Bert Smith

Personal information
- Full name: Bertram Smith
- Date of birth: 6 March 1892
- Place of birth: Higham, Kent, England
- Date of death: 12 September 1969 (aged 77)
- Height: 5 ft 7+1⁄2 in (1.71 m)
- Position: Right half

Youth career
- Vanbrugh Park
- Crawford United

Senior career*
- Years: Team / Apps / (Gls)
- 19??–1913: Metrogas
- 1913–1915: Huddersfield Town / 16 / (5)
- 1919–1930: Tottenham Hotspur / 291 / (9)

International career
- 1921–1922: England / 2 / (0)

= Bert Smith (footballer, born 1892) =

English footballer

Bertram "Bert" Smith (6 March 1892 – 12 September 1969) was a professional footballer, who played for Huddersfield Town, Tottenham Hotspur and played international football for England.

== Career ==
Smith was born in Higham, Kent and initially played for a number of lower league sides (Vanbrugh Park, Crawford United, Metrogas) as well as playing for an Army side, before making it into the top flight of football with Huddersfield Town.

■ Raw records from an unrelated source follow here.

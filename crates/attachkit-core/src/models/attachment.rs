use std::sync::atomic::{AtomicU64, Ordering};

use bytes::Bytes;
use chrono::Utc;
use serde::{Deserialize, Serialize};
use uuid::Uuid;

use super::payload::PayloadRef;

static UNIQUE_ID_COUNTER: AtomicU64 = AtomicU64::new(0);

/// Dimensions (and duration, for video) of media accepted for inline rendering.
#[derive(Debug, Clone, Copy, PartialEq, Serialize, Deserialize)]
pub struct QuickPreview {
    pub width: u32,
    pub height: u32,
    #[serde(skip_serializing_if = "Option::is_none")]
    pub duration: Option<f64>,
}

impl QuickPreview {
    pub fn image(width: u32, height: u32) -> Self {
        Self {
            width,
            height,
            duration: None,
        }
    }

    pub fn video(width: u32, height: u32, duration: f64) -> Self {
        Self {
            width,
            height,
            duration: Some(duration),
        }
    }
}

/// Audio track details shown in the composer.
#[derive(Debug, Clone, PartialEq, Serialize, Deserialize)]
pub struct AudioInfo {
    pub duration: f64,
    #[serde(skip_serializing_if = "Option::is_none")]
    pub title: Option<String>,
    #[serde(skip_serializing_if = "Option::is_none")]
    pub performer: Option<String>,
}

/// Voice-note details supplied by the recorder.
#[derive(Debug, Clone, PartialEq, Serialize, Deserialize)]
pub struct VoiceInfo {
    pub duration: f64,
    #[serde(skip_serializing_if = "Option::is_none")]
    pub waveform: Option<Vec<u8>>,
}

/// Media-specific part of an attachment. At most one of quick preview and audio
/// details can exist, and only on the variant it belongs to.
#[derive(Debug, Clone, PartialEq, Serialize, Deserialize)]
#[serde(tag = "kind", rename_all = "lowercase")]
pub enum AttachmentMedia {
    Image { quick: QuickPreview },
    Video { quick: QuickPreview },
    Audio { audio: AudioInfo },
    File,
}

impl AttachmentMedia {
    pub fn kind(&self) -> &'static str {
        match self {
            AttachmentMedia::Image { .. } => "image",
            AttachmentMedia::Video { .. } => "video",
            AttachmentMedia::Audio { .. } => "audio",
            AttachmentMedia::File => "file",
        }
    }
}

/// Caller-supplied hints. Every value that is set overrides what the builder computed.
#[derive(Debug, Clone, Default, PartialEq, Serialize, Deserialize)]
#[serde(default)]
pub struct AttachmentOptions {
    #[serde(skip_serializing_if = "Option::is_none")]
    pub filename: Option<String>,
    #[serde(skip_serializing_if = "Option::is_none")]
    pub should_send_in_high_quality: Option<bool>,
    /// Previously computed compressed copy; when present no new copy is produced.
    #[serde(skip_serializing_if = "Option::is_none")]
    pub compressed_ref: Option<PayloadRef>,
    #[serde(skip_serializing_if = "Option::is_none")]
    pub preview_ref: Option<PayloadRef>,
    #[serde(skip_serializing_if = "Option::is_none")]
    pub quick: Option<QuickPreview>,
    #[serde(skip_serializing_if = "Option::is_none")]
    pub audio: Option<AudioInfo>,
    #[serde(skip_serializing_if = "Option::is_none")]
    pub voice: Option<VoiceInfo>,
    #[serde(skip_serializing_if = "Option::is_none")]
    pub should_send_as_file: Option<bool>,
    #[serde(skip_serializing_if = "Option::is_none")]
    pub should_send_as_spoiler: Option<bool>,
}

impl AttachmentOptions {
    pub fn high_quality() -> Self {
        Self {
            should_send_in_high_quality: Some(true),
            ..Self::default()
        }
    }

    pub fn wants_high_quality(&self) -> bool {
        self.should_send_in_high_quality.unwrap_or(false)
    }
}

/// Immutable input to an attachment build.
#[derive(Debug, Clone)]
pub struct AttachmentInput {
    pub filename: String,
    pub payload: Bytes,
    pub size_bytes: u64,
    pub mime_type: String,
    pub options: AttachmentOptions,
}

impl AttachmentInput {
    pub fn new(
        filename: impl Into<String>,
        mime_type: impl Into<String>,
        payload: impl Into<Bytes>,
    ) -> Self {
        let payload = payload.into();
        Self {
            filename: filename.into(),
            size_bytes: payload.len() as u64,
            payload,
            mime_type: mime_type.into(),
            options: AttachmentOptions::default(),
        }
    }

    pub fn with_options(mut self, options: AttachmentOptions) -> Self {
        self.options = options;
        self
    }
}

/// A prepared attachment, ready for preview rendering and upload.
#[derive(Debug, Clone, PartialEq, Serialize, Deserialize)]
pub struct Attachment {
    #[serde(skip)]
    pub payload: Bytes,
    pub payload_ref: PayloadRef,
    pub filename: String,
    pub mime_type: String,
    pub size_bytes: u64,
    pub media: AttachmentMedia,
    #[serde(skip_serializing_if = "Option::is_none")]
    pub preview_ref: Option<PayloadRef>,
    #[serde(skip_serializing_if = "Option::is_none")]
    pub compressed_ref: Option<PayloadRef>,
    #[serde(default, skip_serializing_if = "std::ops::Not::not")]
    pub should_send_as_file: bool,
    #[serde(skip_serializing_if = "Option::is_none")]
    pub should_send_in_high_quality: Option<bool>,
    #[serde(skip_serializing_if = "Option::is_none")]
    pub should_send_as_spoiler: Option<bool>,
    #[serde(skip_serializing_if = "Option::is_none")]
    pub voice: Option<VoiceInfo>,
    pub unique_id: String,
}

impl Attachment {
    pub fn quick(&self) -> Option<&QuickPreview> {
        match &self.media {
            AttachmentMedia::Image { quick } | AttachmentMedia::Video { quick } => Some(quick),
            _ => None,
        }
    }

    pub fn audio(&self) -> Option<&AudioInfo> {
        match &self.media {
            AttachmentMedia::Audio { audio } => Some(audio),
            _ => None,
        }
    }

    /// Audio tracks and voice notes are always delivered in their own message form.
    pub fn is_audio_or_voice(&self) -> bool {
        self.voice.is_some() || matches!(self.media, AttachmentMedia::Audio { .. })
    }

    /// Copy of this attachment delivered as a generic file. Quick previews are dropped
    /// because a file is never rendered inline.
    pub fn with_send_as_file(mut self) -> Self {
        if self.quick().is_some() {
            self.media = AttachmentMedia::File;
        }
        self.should_send_as_file = true;
        self
    }

    /// Copy of this attachment whose primary payload is `payload_ref`.
    pub fn with_payload_ref(mut self, payload_ref: PayloadRef) -> Self {
        self.payload_ref = payload_ref;
        self
    }

    /// Apply caller hints on top of computed values.
    pub fn with_options(mut self, options: &AttachmentOptions) -> Self {
        if let Some(filename) = &options.filename {
            self.filename = filename.clone();
        }
        if let Some(preview_ref) = &options.preview_ref {
            self.preview_ref = Some(preview_ref.clone());
        }
        if let Some(compressed_ref) = &options.compressed_ref {
            self.compressed_ref = Some(compressed_ref.clone());
        }
        if let Some(override_quick) = options.quick {
            match &mut self.media {
                AttachmentMedia::Image { quick } | AttachmentMedia::Video { quick } => {
                    *quick = override_quick;
                }
                _ => {}
            }
        }
        if let Some(override_audio) = &options.audio {
            if let AttachmentMedia::Audio { audio } = &mut self.media {
                *audio = override_audio.clone();
            }
        }
        if options.voice.is_some() {
            self.voice = options.voice.clone();
        }
        if options.should_send_in_high_quality.is_some() {
            self.should_send_in_high_quality = options.should_send_in_high_quality;
        }
        if options.should_send_as_spoiler.is_some() {
            self.should_send_as_spoiler = options.should_send_as_spoiler;
        }
        match options.should_send_as_file {
            Some(true) => self.with_send_as_file(),
            Some(false) => {
                self.should_send_as_file = false;
                self
            }
            None => self,
        }
    }

    /// Every payload handle this attachment references, without duplicates.
    pub fn handles(&self) -> Vec<&PayloadRef> {
        let mut handles = vec![&self.payload_ref];
        for handle in [&self.preview_ref, &self.compressed_ref].into_iter().flatten() {
            if !handles.contains(&handle) {
                handles.push(handle);
            }
        }
        handles
    }
}

/// Identifier unique across concurrent builds within the process.
pub fn generate_unique_id() -> String {
    let sequence = UNIQUE_ID_COUNTER.fetch_add(1, Ordering::Relaxed);
    format!(
        "{}-{}-{}",
        Utc::now().timestamp_millis(),
        sequence,
        Uuid::new_v4().simple()
    )
}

He played at right half and transferred to Spurs on 19 August 1919. During his time at the club he made 319 appearances and scored ten goals in all competitions. The highlight of his Spurs career was collecting a winners' medal in the 1921 FA Cup Final. He also took part in a number of fiercely fought matches with local rivals Arsenal. In the match in September 1922 a major fracas broke out after a Spurs goal.

The reporter from The Sunday Evening Telegram recorded that: "After the Spurs goal came the most disgraceful scene I have witnessed on any ground at any time. Players pulled the referee, blows with fists were exchanged, and all the dignity that appertains in the referee was rudely trampled on." In the aftermath, following a Commission of Inquiry, Tottenham's Bert Smith was found to have used "filthy language" and suspended for a month. Arsenal's Alex Graham was censured for retaliating instead of reporting matters to the ref, and Stephen Dunn (Arsenal's goalkeeper) for his conduct after Tottenham's goal was allowed to stand."

Smith's international career comprised two games for England. He debuted on 9 April 1921 against Scotland and played his second match against Wales on 13 March 1922.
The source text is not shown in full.